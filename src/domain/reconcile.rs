//! Line-item reconciliation.
//!
//! A request names a product, a count and a mode. The rules are the same for
//! wishlists and orders:
//!
//! - `Add` with no line for the product creates one; otherwise the counts are summed.
//! - `Remove` with no line changes nothing and yields `None`. A line holding more than
//!   the requested count is decremented, any other line is deleted.
//!
//! At most one line per product ever exists in a container.

use serde::{Deserialize, Serialize};

use crate::domain::value_objects::Count;
use crate::domain::ProductId;

#[derive(Clone, Copy, Debug, PartialEq, Eq, Serialize, Deserialize)]
#[serde(rename_all = "snake_case")]
pub enum Mode {
    Add,
    Remove,
}

#[derive(Clone, Copy, Debug, PartialEq, Eq, Serialize)]
#[serde(tag = "outcome", rename_all = "snake_case")]
pub enum Reconciled {
    Created { count: Count },
    Merged { count: Count },
    Decremented { count: Count },
    Removed,
}

pub trait LineItem {
    fn product_id(&self) -> ProductId;
    fn count(&self) -> Count;
    fn set_count(&mut self, count: Count);
}

/// Adds `requested` to the product's line. `create` builds the line for a product seen
/// for the first time and receives the requested count.
pub fn add<L, F>(items: &mut Vec<L>, product_id: ProductId, requested: Count, create: F) -> Reconciled
where
    L: LineItem,
    F: FnOnce(Count) -> L,
{
    if let Some(existing) = items.iter_mut().find(|i| i.product_id() == product_id) {
        let count = existing.count().saturating_add(requested);
        existing.set_count(count);
        return Reconciled::Merged { count };
    }
    items.push(create(requested));
    Reconciled::Created { count: requested }
}

/// `None` when the container holds no line for the product.
pub fn remove<L: LineItem>(items: &mut Vec<L>, product_id: ProductId, requested: Count) -> Option<Reconciled> {
    let idx = items.iter().position(|i| i.product_id() == product_id)?;
    match items[idx].count().checked_sub(requested) {
        Some(count) => {
            items[idx].set_count(count);
            Some(Reconciled::Decremented { count })
        }
        None => {
            items.remove(idx);
            Some(Reconciled::Removed)
        }
    }
}

#[cfg(test)]
mod tests {
    use super::*;

    #[derive(Debug, PartialEq)]
    struct Line { product_id: ProductId, count: Count }

    impl LineItem for Line {
        fn product_id(&self) -> ProductId { self.product_id }
        fn count(&self) -> Count { self.count }
        fn set_count(&mut self, count: Count) { self.count = count; }
    }

    fn n(v: u32) -> Count { Count::new(v).unwrap() }

    fn apply(items: &mut Vec<Line>, product_id: ProductId, count: u32, mode: Mode) -> Option<Reconciled> {
        match mode {
            Mode::Add => Some(add(items, product_id, n(count), |count| Line { product_id, count })),
            Mode::Remove => remove(items, product_id, n(count)),
        }
    }

    #[test]
    fn test_add_creates_then_merges() {
        let mut items = vec![];
        assert_eq!(apply(&mut items, 1, 2, Mode::Add), Some(Reconciled::Created { count: n(2) }));
        assert_eq!(apply(&mut items, 1, 3, Mode::Add), Some(Reconciled::Merged { count: n(5) }));
        assert_eq!(items, vec![Line { product_id: 1, count: n(5) }]);
    }

    #[test]
    fn test_add_keeps_other_products_apart() {
        let mut items = vec![];
        apply(&mut items, 1, 1, Mode::Add);
        apply(&mut items, 2, 4, Mode::Add);
        assert_eq!(items.len(), 2);
        assert_eq!(items[1], Line { product_id: 2, count: n(4) });
    }

    #[test]
    fn test_remove_decrements_when_more_remains() {
        let mut items = vec![Line { product_id: 7, count: n(4) }];
        assert_eq!(apply(&mut items, 7, 3, Mode::Remove), Some(Reconciled::Decremented { count: n(1) }));
        assert_eq!(items[0].count, n(1));
    }

    #[test]
    fn test_remove_exact_count_deletes() {
        let mut items = vec![Line { product_id: 7, count: n(3) }];
        assert_eq!(apply(&mut items, 7, 3, Mode::Remove), Some(Reconciled::Removed));
        assert!(items.is_empty());
    }

    #[test]
    fn test_remove_more_than_present_deletes() {
        let mut items = vec![Line { product_id: 7, count: n(2) }, Line { product_id: 8, count: n(1) }];
        assert_eq!(apply(&mut items, 7, 10, Mode::Remove), Some(Reconciled::Removed));
        assert_eq!(items, vec![Line { product_id: 8, count: n(1) }]);
    }

    #[test]
    fn test_remove_unknown_product_yields_nothing() {
        let mut items = vec![Line { product_id: 7, count: n(2) }];
        assert_eq!(apply(&mut items, 9, 1, Mode::Remove), None);
        assert_eq!(items.len(), 1);
    }
}
//! Outbound domain events.
//!
//! Publishing never fails a request: errors are logged and the event is dropped.

use std::sync::Mutex;

use async_trait::async_trait;
use tracing::{debug, warn};

use crate::domain::events::DomainEvent;

#[async_trait]
pub trait EventPublisher: Send + Sync {
    async fn publish(&self, event: DomainEvent);
}

/// Used when no broker is configured.
#[derive(Debug, Default)]
pub struct NoopPublisher;

#[async_trait]
impl EventPublisher for NoopPublisher {
    async fn publish(&self, event: DomainEvent) {
        debug!(subject = event.subject(), "event dropped, no broker configured");
    }
}

pub struct NatsPublisher {
    client: async_nats::Client,
}

impl NatsPublisher {
    pub async fn connect(url: &str) -> Result<Self, async_nats::ConnectError> {
        let client = async_nats::connect(url).await?;
        Ok(Self { client })
    }
}

#[async_trait]
impl EventPublisher for NatsPublisher {
    async fn publish(&self, event: DomainEvent) {
        let subject = event.subject();
        let payload = match serde_json::to_vec(&event) {
            Ok(payload) => payload,
            Err(e) => {
                warn!(subject, error = %e, "could not encode event");
                return;
            }
        };
        if let Err(e) = self.client.publish(subject.to_string(), payload.into()).await {
            warn!(subject, error = %e, "could not publish event");
        }
    }
}

/// Keeps published events in memory, in order.
#[derive(Debug, Default)]
pub struct MemoryPublisher {
    events: Mutex<Vec<DomainEvent>>,
}

impl MemoryPublisher {
    pub fn new() -> Self { Self::default() }

    pub fn events(&self) -> Vec<DomainEvent> {
        self.events.lock().map(|events| events.clone()).unwrap_or_default()
    }
}

#[async_trait]
impl EventPublisher for MemoryPublisher {
    async fn publish(&self, event: DomainEvent) {
        if let Ok(mut events) = self.events.lock() {
            events.push(event);
        }
    }
}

> YOUR TASK:
If a line of the entries contains the string "warn", it counts; report how many such lines there are, as a bare number.

> EXERCISE RESULT:
3